People take the information I’ve presented here and come up with scenarios about my life that I’ve neither confirmed nor denied—though that doesn’t matter, because whatever they think up must be the truth. I’m an adulterer, cheating on my spouse. I’m secretly HIV-positive and spreading it (and every other disease possible) to my partners. I’m HIV-negative and a bug chaser. I’m a swinger. I’m in the closet. I’m single. I’m unable to commit. I have a double life. A triple life!
Even if the evidence of what I actually talk about in my life contradicts any of these scenarios, it doesn’t matter. Some people believe what they want, regardless of the textual evidence at hand. And that’s because, simply put:
5. Some of y’all are just nuts. Seriously. Not many of you are outright, bat-shit crazy, but it’s amazing how one or two bad apples really make me want to take a flame-thrower and burn down the orchard.

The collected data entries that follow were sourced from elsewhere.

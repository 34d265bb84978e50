//! Sleep estimator seam.
//!
//! The bedtime calculation depends on a pre-trained regression model only
//! through [`SleepEstimator`]. The bundled implementation is
//! [`LinearSleepModel`]; tests inject deterministic stand-ins.

mod linear;

pub use linear::{LinearSleepModel, BUNDLED_MODEL};

use serde::{Deserialize, Serialize};

use crate::error::EstimationError;
use crate::inputs::{CoffeeIntake, SleepAmount, WakeTime};

/// Features handed to the estimator.
#[derive(Debug, Clone, Copy, PartialEq, Serialize, Deserialize)]
pub struct PredictionInput {
    /// Wake time as seconds since midnight
    pub wake_seconds: i64,
    /// Desired sleep in hours
    pub estimated_sleep: f64,
    /// Cups of coffee per day
    pub coffee: f64,
}

impl PredictionInput {
    pub fn new(wake: WakeTime, sleep: SleepAmount, coffee: CoffeeIntake) -> Self {
        Self {
            wake_seconds: wake.seconds_since_midnight(),
            estimated_sleep: sleep.hours(),
            coffee: f64::from(coffee.cups()),
        }
    }
}

/// Predicts how long the user actually needs to sleep.
pub trait SleepEstimator {
    /// Returns the predicted sleep duration in seconds.
    fn predict(&self, input: &PredictionInput) -> Result<f64, EstimationError>;
}

impl<E: SleepEstimator + ?Sized> SleepEstimator for &E {
    fn predict(&self, input: &PredictionInput) -> Result<f64, EstimationError> {
        (**self).predict(input)
    }
}

impl<E: SleepEstimator + ?Sized> SleepEstimator for Box<E> {
    fn predict(&self, input: &PredictionInput) -> Result<f64, EstimationError> {
        (**self).predict(input)
    }
}

#[cfg(test)]
mod tests {
    use super::*;

    #[test]
    fn prediction_input_converts_form_values() {
        let input = PredictionInput::new(
            WakeTime::from_hm(6, 30).unwrap(),
            SleepAmount::new(7.5).unwrap(),
            CoffeeIntake::new(3).unwrap(),
        );
        assert_eq!(input.wake_seconds, 23_400);
        assert_eq!(input.estimated_sleep, 7.5);
        assert_eq!(input.coffee, 3.0);
    }

    #[test]
    fn boxed_estimator_delegates() {
        struct Fixed;
        impl SleepEstimator for Fixed {
            fn predict(&self, _input: &PredictionInput) -> Result<f64, EstimationError> {
                Ok(42.0)
            }
        }

        let boxed: Box<dyn SleepEstimator> = Box::new(Fixed);
        let input = PredictionInput::new(
            WakeTime::default(),
            SleepAmount::default(),
            CoffeeIntake::default(),
        );
        assert_eq!(boxed.predict(&input), Ok(42.0));
    }
}
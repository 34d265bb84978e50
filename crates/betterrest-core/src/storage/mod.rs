mod config;

pub use config::{Config, DefaultsConfig, DisplayConfig, ModelConfig};

use std::path::PathBuf;

use crate::error::Result;

/// Returns `~/.config/betterrest[-dev]/` based on BETTERREST_ENV.
///
/// Set BETTERREST_ENV=dev to use development data directory.
///
/// # Errors
/// Returns an error if creating the config directory fails.
pub fn data_dir() -> Result<PathBuf> {
    let base_dir = dirs::home_dir()
        .unwrap_or_else(|| PathBuf::from("."))
        .join(".config");

    let env = std::env::var("BETTERREST_ENV").unwrap_or_else(|_| "production".to_string());

    let dir = if env == "dev" {
        base_dir.join("betterrest-dev")
    } else {
        base_dir.join("betterrest")
    };

    std::fs::create_dir_all(&dir)?;
    Ok(dir)
}
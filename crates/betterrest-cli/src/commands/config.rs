//! Form defaults and display settings stored in `config.toml`.

use clap::Subcommand;
use betterrest_core::storage::data_dir;
use betterrest_core::Config;

#[derive(Subcommand)]
pub enum ConfigAction {
    /// Print one setting, e.g. `defaults.wake_time` or `display.clock`
    Get {
        /// Dot-separated setting name
        key: String,
    },
    /// Change one setting; the value is validated like the calculate flags
    Set {
        /// Dot-separated setting name
        key: String,
        /// New value; pass "" to unset `model.path`
        value: String,
    },
    /// Dump every setting as JSON
    List,
    /// Restore the 07:00 / 8 hours / 2 cups defaults and the bundled model
    Reset,
    /// Show where config.toml lives
    Path,
}

pub fn run(action: ConfigAction) -> Result<(), Box<dyn std::error::Error>> {
    match action {
        ConfigAction::Get { key } => {
            let value = Config::load()?
                .get(&key)
                .ok_or_else(|| format!("unknown key: {key}"))?;
            println!("{value}");
        }
        ConfigAction::Set { key, value } => {
            let mut config = Config::load()?;
            config.set(&key, &value)?;
            tracing::info!(key = %key, value = %value, "config updated");
            println!("{key} = {}", config.get(&key).unwrap_or_default());
        }
        ConfigAction::List => {
            println!("{}", serde_json::to_string_pretty(&Config::load()?)?);
        }
        ConfigAction::Reset => {
            Config::default().save()?;
            println!("config reset to defaults");
        }
        ConfigAction::Path => {
            println!("{}", data_dir()?.join("config.toml").display());
        }
    }
    Ok(())
}
pub mod calculate;
pub mod config;
pub mod model;
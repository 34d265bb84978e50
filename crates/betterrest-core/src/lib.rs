//! # BetterRest Core Library
//!
//! This library computes a recommended bedtime from a desired wake-up time,
//! a desired amount of sleep, and daily coffee intake. A regression model
//! predicts how long the user actually needs to sleep; the bedtime is the wake
//! time minus that prediction, wrapping across midnight.
//!
//! The `betterrest` CLI is a thin presentation layer over this crate: it
//! collects inputs, calls [`estimate_bedtime`], and renders the result.
//!
//! ## Key Components
//!
//! - [`estimate_bedtime`] / [`BedtimeEstimator`]: the bedtime calculation
//! - [`SleepEstimator`]: the seam for the prediction model
//! - [`LinearSleepModel`]: the bundled linear model, loadable from TOML
//! - [`Config`]: form defaults, model selection, and display settings

pub mod bedtime;
pub mod error;
pub mod estimator;
pub mod inputs;
pub mod storage;

pub use bedtime::{
    estimate_bedtime, estimate_bedtime_unchecked, Bedtime, BedtimeEstimator, BedtimeOutcome,
    ClockStyle,
};
pub use error::{
    ConfigError, CoreError, EstimationError, ValidationError, ESTIMATION_FAILED_MESSAGE,
};
pub use estimator::{LinearSleepModel, PredictionInput, SleepEstimator};
pub use inputs::{CoffeeIntake, SleepAmount, WakeTime};
pub use storage::Config;
// SPDX-License-Identifier: BUSL-1.1
// Copyright (c) 2026 Alfred Jean LLC

//! The unified, adapter-agnostic message type flowing between backends,
//! the reducer, and consumers.

use std::collections::HashMap;

use serde::{Deserialize, Serialize};
use serde_json::Value;

/// Closed set of message kinds a [`UnifiedMessage`] may carry.
#[derive(Debug, Clone, Copy, PartialEq, Eq, Serialize, Deserialize)]
#[serde(rename_all = "snake_case")]
pub enum MessageType {
    SessionInit,
    SessionUpdate,
    StatusChange,
    UserMessage,
    Assistant,
    StreamEvent,
    Result,
    PermissionRequest,
    PermissionResponse,
    PermissionCancelled,
    ToolProgress,
    ToolUseSummary,
    AuthStatus,
    ControlRequest,
    ControlResponse,
    ConfigurationChange,
    Interrupt,
    SlashCommand,
    SlashCommandResult,
    QueueMessage,
    UpdateQueuedMessage,
    CancelQueuedMessage,
    Error,
}

impl MessageType {
    /// Stable tag used in logs and the `message:outbound` event bus entry
    /// (spec.md §6); identical to the `#[serde(rename_all = "snake_case")]`
    /// wire tag.
    pub fn as_str(&self) -> &'static str {
        match self {
            Self::SessionInit => "session_init",
            Self::SessionUpdate => "session_update",
            Self::StatusChange => "status_change",
            Self::UserMessage => "user_message",
            Self::Assistant => "assistant",
            Self::StreamEvent => "stream_event",
            Self::Result => "result",
            Self::PermissionRequest => "permission_request",
            Self::PermissionResponse => "permission_response",
            Self::PermissionCancelled => "permission_cancelled",
            Self::ToolProgress => "tool_progress",
            Self::ToolUseSummary => "tool_use_summary",
            Self::AuthStatus => "auth_status",
            Self::ControlRequest => "control_request",
            Self::ControlResponse => "control_response",
            Self::ConfigurationChange => "configuration_change",
            Self::Interrupt => "interrupt",
            Self::SlashCommand => "slash_command",
            Self::SlashCommandResult => "slash_command_result",
            Self::QueueMessage => "queue_message",
            Self::UpdateQueuedMessage => "update_queued_message",
            Self::CancelQueuedMessage => "cancel_queued_message",
            Self::Error => "error",
        }
    }
}

/// Who originated a message.
#[derive(Debug, Clone, Copy, PartialEq, Eq, Serialize, Deserialize)]
#[serde(rename_all = "snake_case")]
pub enum Role {
    User,
    Assistant,
    System,
}

/// A single block within a message's ordered content sequence.
#[derive(Debug, Clone, PartialEq, Serialize, Deserialize)]
#[serde(tag = "type", rename_all = "snake_case")]
pub enum ContentBlock {
    Text {
        text: String,
    },
    ToolUse {
        id: String,
        name: String,
        input: Value,
    },
    ToolResult {
        tool_use_id: String,
        content: String,
        #[serde(default)]
        is_error: bool,
    },
    Thinking {
        text: String,
    },
    Image {
        data: String,
        mime_type: String,
    },
    Code {
        language: String,
        text: String,
    },
    Refusal {
        text: String,
    },
}

/// The single message type shared across every adapter and every consumer.
///
/// Invariant: every message carries enough metadata for [`crate::reducer::reduce`]
/// to fold it into [`crate::state::SessionState`] without consulting any
/// message other than the current one and the prior state.
#[derive(Debug, Clone, PartialEq, Serialize, Deserialize)]
pub struct UnifiedMessage {
    #[serde(rename = "type")]
    pub kind: MessageType,
    pub role: Role,
    #[serde(default)]
    pub content: Vec<ContentBlock>,
    #[serde(default)]
    pub metadata: HashMap<String, Value>,
}

impl UnifiedMessage {
    pub fn new(kind: MessageType, role: Role) -> Self {
        Self { kind, role, content: Vec::new(), metadata: HashMap::new() }
    }

    pub fn with_content(mut self, content: Vec<ContentBlock>) -> Self {
        self.content = content;
        self
    }

    pub fn with_text(mut self, text: impl Into<String>) -> Self {
        self.content.push(ContentBlock::Text { text: text.into() });
        self
    }

    pub fn with_meta(mut self, key: impl Into<String>, value: impl Into<Value>) -> Self {
        self.metadata.insert(key.into(), value.into());
        self
    }

    /// Shorthand accessor for a string metadata field.
    pub fn meta_str(&self, key: &str) -> Option<&str> {
        self.metadata.get(key).and_then(Value::as_str)
    }

    pub fn meta_f64(&self, key: &str) -> Option<f64> {
        self.metadata.get(key).and_then(Value::as_f64)
    }

    pub fn meta_u64(&self, key: &str) -> Option<u64> {
        self.metadata.get(key).and_then(Value::as_u64)
    }

    /// Concatenate all `text`-bearing content blocks, used to synthesize a
    /// final assistant message from streamed chunks.
    pub fn plain_text(&self) -> String {
        self.content
            .iter()
            .filter_map(|b| match b {
                ContentBlock::Text { text } | ContentBlock::Thinking { text } => Some(text.as_str()),
                _ => None,
            })
            .collect::<Vec<_>>()
            .join("")
    }
}

#[cfg(test)]
#[path = "message_tests.rs"]
mod tests;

I know that most of the abusive messages I’ve received in recent weeks have been from a single, schizophrenic source—a source who was stupid enough recently to provide me with his email address, no less. He’ll appear to be on his meds often for the space of a single comment, but then it’ll all come unhinged and deteriorate into bad spelling and frothing at the mouth. There’ve been others, though—the anonymous commenters (they’re always anonymous) who want to one-up me, or who are so angry and incensed at my sexuality and the way I express it that they feel a need to let loose with all their insane fury. I’ve had people come at me with pity and scorn in an attempt to feel superior. And then I’ve had some messages (most of which I delete) that are so weird and unsettling that I’m not sure whether I should call in the FBI, or even if they were written by someone who lives on this planet.

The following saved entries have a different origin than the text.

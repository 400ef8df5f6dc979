// SPDX-License-Identifier: BUSL-1.1
// Copyright (c) 2026 Alfred Jean LLC

//! `ConsumerGateway` (spec.md §4.5): owns one consumer WebSocket — open,
//! authenticate, receive, close — and routes inbound traffic into
//! [`crate::bridge::SessionBridge`]. Message shapes for both directions
//! live here too, modeled as tagged sum types the way the teacher's
//! `MuxEvent` (`crates/mux/src/events.rs`) is, rather than as inheritance.

use std::sync::Arc;
use std::time::{SystemTime, UNIX_EPOCH};

use serde::{Deserialize, Serialize};
use serde_json::Value;
use tokio::sync::mpsc;
use tokio_util::sync::CancellationToken;

use crate::encryption::EncryptionLayer;
use crate::error::{self, BridgeError};
use crate::gatekeeper::{Identity, Role};
use crate::message::UnifiedMessage;

/// A consumer's decision on a pending permission request (spec.md §6).
#[derive(Debug, Clone, Copy, PartialEq, Eq, Serialize, Deserialize)]
#[serde(rename_all = "snake_case")]
pub enum PermissionBehavior {
    Allow,
    Deny,
    Cancelled,
}

/// Inbound frames a consumer may send (spec.md §6 "Inbound ConsumerMessage
/// types"). `request_id` correlation for `permission_response` is carried on
/// the variant itself rather than out-of-band metadata.
#[derive(Debug, Clone, Serialize, Deserialize)]
#[serde(tag = "type", rename_all = "snake_case")]
pub enum InboundConsumerMessage {
    UserMessage {
        content: String,
        #[serde(default)]
        images: Vec<String>,
    },
    SlashCommand {
        command: String,
    },
    Interrupt {},
    PermissionResponse {
        request_id: String,
        behavior: PermissionBehavior,
        #[serde(default)]
        message: Option<String>,
    },
    SetModel {
        model: String,
    },
    SetPermissionMode {
        mode: crate::state::PermissionMode,
    },
    SetAdapter {
        adapter: String,
    },
    QueueMessage {
        content: String,
        #[serde(default)]
        images: Vec<String>,
    },
    UpdateQueuedMessage {
        content: String,
        #[serde(default)]
        images: Vec<String>,
    },
    CancelQueuedMessage {},
}

impl InboundConsumerMessage {
    /// The `WRITE_ACTIONS` key [`crate::gatekeeper::Gatekeeper::authorize`]
    /// checks this inbound message against.
    pub fn action_name(&self) -> &'static str {
        match self {
            Self::UserMessage { .. } => "user_message",
            Self::SlashCommand { .. } => "slash_command",
            Self::Interrupt {} => "interrupt",
            Self::PermissionResponse { .. } => "permission_response",
            Self::SetModel { .. } => "set_model",
            Self::SetPermissionMode { .. } => "set_permission_mode",
            Self::SetAdapter { .. } => "set_adapter",
            Self::QueueMessage { .. } => "queue_message",
            Self::UpdateQueuedMessage { .. } => "update_queued_message",
            Self::CancelQueuedMessage {} => "cancel_queued_message",
        }
    }
}

/// Presence entry surfaced in `presence_update` (spec.md §6).
#[derive(Debug, Clone, Serialize, Deserialize)]
pub struct PresenceEntry {
    pub consumer_id: String,
    pub display_name: Option<String>,
    pub role: Role,
}

/// Outbound frames that are not themselves a [`UnifiedMessage`] (spec.md §6
/// "Outbound ConsumerMessage types" minus the ones that are just a broadcast
/// `UnifiedMessage`, e.g. `session_init`, `assistant`, `result`, ...).
#[derive(Debug, Clone, Serialize, Deserialize)]
#[serde(tag = "type", rename_all = "snake_case")]
pub enum GatewayEvent {
    CapabilitiesReady { request_id: String, response: Value },
    CliConnected {},
    CliDisconnected { code: u16, reason: String },
    Identity { consumer_id: String, role: Role, display_name: Option<String> },
    PresenceUpdate { consumers: Vec<PresenceEntry> },
    MessageHistory { messages: Vec<UnifiedMessage> },
    MessageQueued { consumer_id: String, content: String },
    QueuedMessageUpdated { consumer_id: String, content: String },
    QueuedMessageCancelled { consumer_id: String },
    QueuedMessageSent {},
    ResumeFailed { reason: String },
    ProcessOutput { line: String },
    SessionNameUpdate { name: String },
    SlashCommandError { command: String, message: String },
    Error { code: String, message: String, source: Option<String> },
}

/// Anything the bridge can push to a consumer's outbound queue.
#[derive(Debug, Clone)]
pub enum OutboundFrame {
    Message(UnifiedMessage),
    Gateway(GatewayEvent),
}

impl OutboundFrame {
    /// Serialize to the frame's wire string, transparently encrypting
    /// through `encryption` when it is attached and active (spec.md §4.5).
    pub fn to_wire(&self, encryption: Option<&EncryptionLayer>) -> Result<String, BridgeError> {
        match (self, encryption) {
            (Self::Message(msg), Some(layer)) => layer.encrypt_outbound(msg),
            (Self::Gateway(evt), Some(layer)) => layer.encrypt_outbound(evt),
            (Self::Message(msg), None) => {
                serde_json::to_string(msg).map_err(|e| error::internal_error(e.to_string()))
            }
            (Self::Gateway(evt), None) => {
                serde_json::to_string(evt).map_err(|e| error::internal_error(e.to_string()))
            }
        }
    }
}

/// Per-consumer bookkeeping owned by the bridge's `consumers` set
/// (spec.md §3 "Ownership rules").
pub struct ConsumerHandle {
    pub id: String,
    pub identity: Identity,
    pub tx: mpsc::Sender<OutboundFrame>,
    pub encryption: Option<Arc<EncryptionLayer>>,
    /// Cancelled by the bridge to force-close a slow consumer
    /// (spec.md §5 "the bridge MUST ... disconnect that consumer").
    pub kick: CancellationToken,
}

impl ConsumerHandle {
    pub fn presence_entry(&self) -> PresenceEntry {
        PresenceEntry {
            consumer_id: self.id.clone(),
            display_name: self.identity.display_name.clone(),
            role: self.identity.role,
        }
    }
}

/// Default bound on a consumer's outbound queue before it is considered
/// slow (spec.md §5).
pub const DEFAULT_OUTBOUND_QUEUE_CAPACITY: usize = 256;

/// Default max inbound WebSocket frame size (spec.md §6).
pub const DEFAULT_MAX_FRAME_BYTES: usize = 256 * 1024;

pub fn now_epoch_ms() -> u64 {
    SystemTime::now().duration_since(UNIX_EPOCH).unwrap_or_default().as_millis() as u64
}

#[cfg(test)]
#[path = "consumer_tests.rs"]
mod tests;
// SPDX-License-Identifier: BUSL-1.1
// Copyright (c) 2026 Alfred Jean LLC

use std::sync::atomic::AtomicU64;

use serde_json::json;

use super::*;
use crate::message::Role;

#[test]
fn user_message_becomes_tracked_prompt_request() {
    let next_id = AtomicU64::new(1);
    let msg = UnifiedMessage::new(MessageType::UserMessage, Role::User).with_text("ls -la");
    let frame = build_outbound_frame("bridge-sid", &next_id, msg).unwrap();

    match frame {
        OutboundFrame::Tracked { id, kind: PendingKind::Prompt, bytes } => {
            assert_eq!(id, 1);
            let text = String::from_utf8(bytes).unwrap();
            assert!(text.ends_with('\n'));
            let value: Value = serde_json::from_str(text.trim_end()).unwrap();
            assert_eq!(value["method"], "session/prompt");
            assert_eq!(value["params"]["sessionId"], "bridge-sid");
            assert_eq!(value["params"]["prompt"][0]["text"], "ls -la");
        }
        _ => panic!("expected a tracked prompt frame"),
    }
}

#[test]
fn interrupt_becomes_untracked_notification() {
    let next_id = AtomicU64::new(5);
    let msg = UnifiedMessage::new(MessageType::Interrupt, Role::User);
    let frame = build_outbound_frame("bridge-sid", &next_id, msg).unwrap();

    match frame {
        OutboundFrame::Raw(bytes) => {
            let value: Value = serde_json::from_slice(&bytes).unwrap();
            assert_eq!(value["method"], "session/cancel");
            assert!(value.get("id").is_none());
        }
        _ => panic!("expected a raw notification frame"),
    }
    // Untracked frames must not consume an id.
    assert_eq!(next_id.load(Ordering::SeqCst), 5);
}

#[test]
fn permission_response_allow_carries_selected_outcome() {
    let next_id = AtomicU64::new(1);
    let msg = UnifiedMessage::new(MessageType::PermissionResponse, Role::User)
        .with_meta("request_id", "7")
        .with_meta("behavior", "allow");
    let frame = build_outbound_frame("sid", &next_id, msg).unwrap();

    let OutboundFrame::Raw(bytes) = frame else { panic!("expected raw frame") };
    let value: Value = serde_json::from_slice(&bytes).unwrap();
    assert_eq!(value["id"], 7);
    assert_eq!(value["result"]["outcome"]["outcome"], "selected");
}

#[test]
fn permission_response_deny_carries_cancelled_outcome() {
    let next_id = AtomicU64::new(1);
    let msg = UnifiedMessage::new(MessageType::PermissionResponse, Role::User)
        .with_meta("request_id", "p1")
        .with_meta("behavior", "deny");
    let frame = build_outbound_frame("sid", &next_id, msg).unwrap();

    let OutboundFrame::Raw(bytes) = frame else { panic!("expected raw frame") };
    let value: Value = serde_json::from_slice(&bytes).unwrap();
    assert_eq!(value["id"], "p1");
    assert_eq!(value["result"]["outcome"]["outcome"], "cancelled");
}

#[test]
fn assistant_messages_are_not_sendable_to_the_backend() {
    let next_id = AtomicU64::new(1);
    let msg = UnifiedMessage::new(MessageType::Assistant, Role::Assistant);
    let err = build_outbound_frame("sid", &next_id, msg).unwrap_err();
    assert_eq!(err.code, crate::error::ErrorCode::NotSupported);
}

#[test]
fn chunk_text_reads_nested_content_text() {
    let update = json!({"content": {"type": "text", "text": "hello"}});
    assert_eq!(chunk_text(&update), "hello");
}

#[test]
fn unknown_response_id_becomes_control_response() {
    let value = json!({"id": "r1", "result": {"commands": ["/help"]}});
    let msg = build_control_response(&json!("r1"), &value);
    assert_eq!(msg.kind, MessageType::ControlResponse);
    assert_eq!(msg.meta_str("request_id"), Some("r1"));
}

It really is a pity that sometimes these lunatics have succeeded in unsettling me to the point of pondering the futility of writing at all. I’ve several times over the last year considered not keeping the blog any longer, though after a day or so I’m usually back to my chipper self. I’ve had red-alert weeks in which I’ve had to screen all comments, or eliminate anonymous commenting, because of problem readers. I’ve had moments of anger on the road, or in public places, where I’ve had to struggle with my phone’s browser in order to eliminate freakish remarks moments after they’ve been posted.

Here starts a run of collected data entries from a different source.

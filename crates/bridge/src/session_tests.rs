// SPDX-License-Identifier: BUSL-1.1
// Copyright (c) 2026 Alfred Jean LLC

use super::*;

#[tokio::test]
async fn new_runtime_has_no_backend_or_consumers() {
    let runtime = SessionRuntime::new("s1");
    assert!(!runtime.has_backend().await);
    assert_eq!(runtime.consumer_count().await, 0);
    assert!(runtime.queued_message.lock().unwrap().is_none());
}

#[test]
fn request_ids_are_unique_and_session_scoped() {
    let runtime = SessionRuntime::new("s1");
    let a = runtime.next_request_id();
    let b = runtime.next_request_id();
    assert_ne!(a, b);
    assert!(a.starts_with("s1-"));
}

#[tokio::test]
async fn queued_message_holds_at_most_one_slot() {
    let runtime = SessionRuntime::new("s1");
    {
        let mut slot = runtime.queued_message.lock().unwrap();
        *slot = Some(QueuedMessage {
            owner_consumer_id: "c1".to_owned(),
            content: "first".to_owned(),
            images: vec![],
        });
    }
    {
        let mut slot = runtime.queued_message.lock().unwrap();
        let replaced = slot.replace(QueuedMessage {
            owner_consumer_id: "c1".to_owned(),
            content: "second".to_owned(),
            images: vec![],
        });
        assert_eq!(replaced.unwrap().content, "first");
    }
    assert_eq!(runtime.queued_message.lock().unwrap().as_ref().unwrap().content, "second");
}
// SPDX-License-Identifier: BUSL-1.1
// Copyright (c) 2026 Alfred Jean LLC

//! `Tracer` / `Metrics` — the observability collaborators from spec.md §2.
//! Specified only as interfaces; the default implementations route through
//! `tracing`, matching every `tracing::debug!`/`warn!` call site already in
//! [`crate::backend::acp`] and the teacher's modules.

/// Structured observability hook. The default logs through `tracing` spans
/// keyed by `session_id`; embedders may swap in their own sink (e.g. an
/// OpenTelemetry exporter) without touching bridge internals.
pub trait Tracer: Send + Sync {
    fn event(&self, session_id: &str, name: &str, detail: &str);
}

/// Default [`Tracer`] that logs through `tracing`.
#[derive(Default)]
pub struct TracingTracer;

impl Tracer for TracingTracer {
    fn event(&self, session_id: &str, name: &str, detail: &str) {
        tracing::debug!(session_id, event = name, detail, "bridge event");
    }
}

/// Counters a metrics backend would want; a Non-goal to implement a real
/// backend (spec.md §1), but the hook itself is ambient stack, not a
/// feature, so it is always present.
pub trait Metrics: Send + Sync {
    fn incr(&self, counter: &str);
    fn observe(&self, histogram: &str, value: f64);
}

/// No-op default, used when no metrics sink is configured.
#[derive(Default)]
pub struct NoopMetrics;

impl Metrics for NoopMetrics {
    fn incr(&self, _counter: &str) {}
    fn observe(&self, _histogram: &str, _value: f64) {}
}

Seriously, can't you guys go bug the FOX news website? I've got enough crazy in my life.
Those are some of the struggles I’ve had to face, over the last year. Writing them down like this makes it sound like a pretty onerous set of obstacles. For the most part, though, everything on this list has been outweighed by all the good things I’ve gotten out of keeping this blog. I’ll get to those tomorrow.
The Breeder's note: I've noticed that a lot of readers seem to be taking my objections here rather personally. The chances are good that I'm not talking about you, specifically. Don't fret.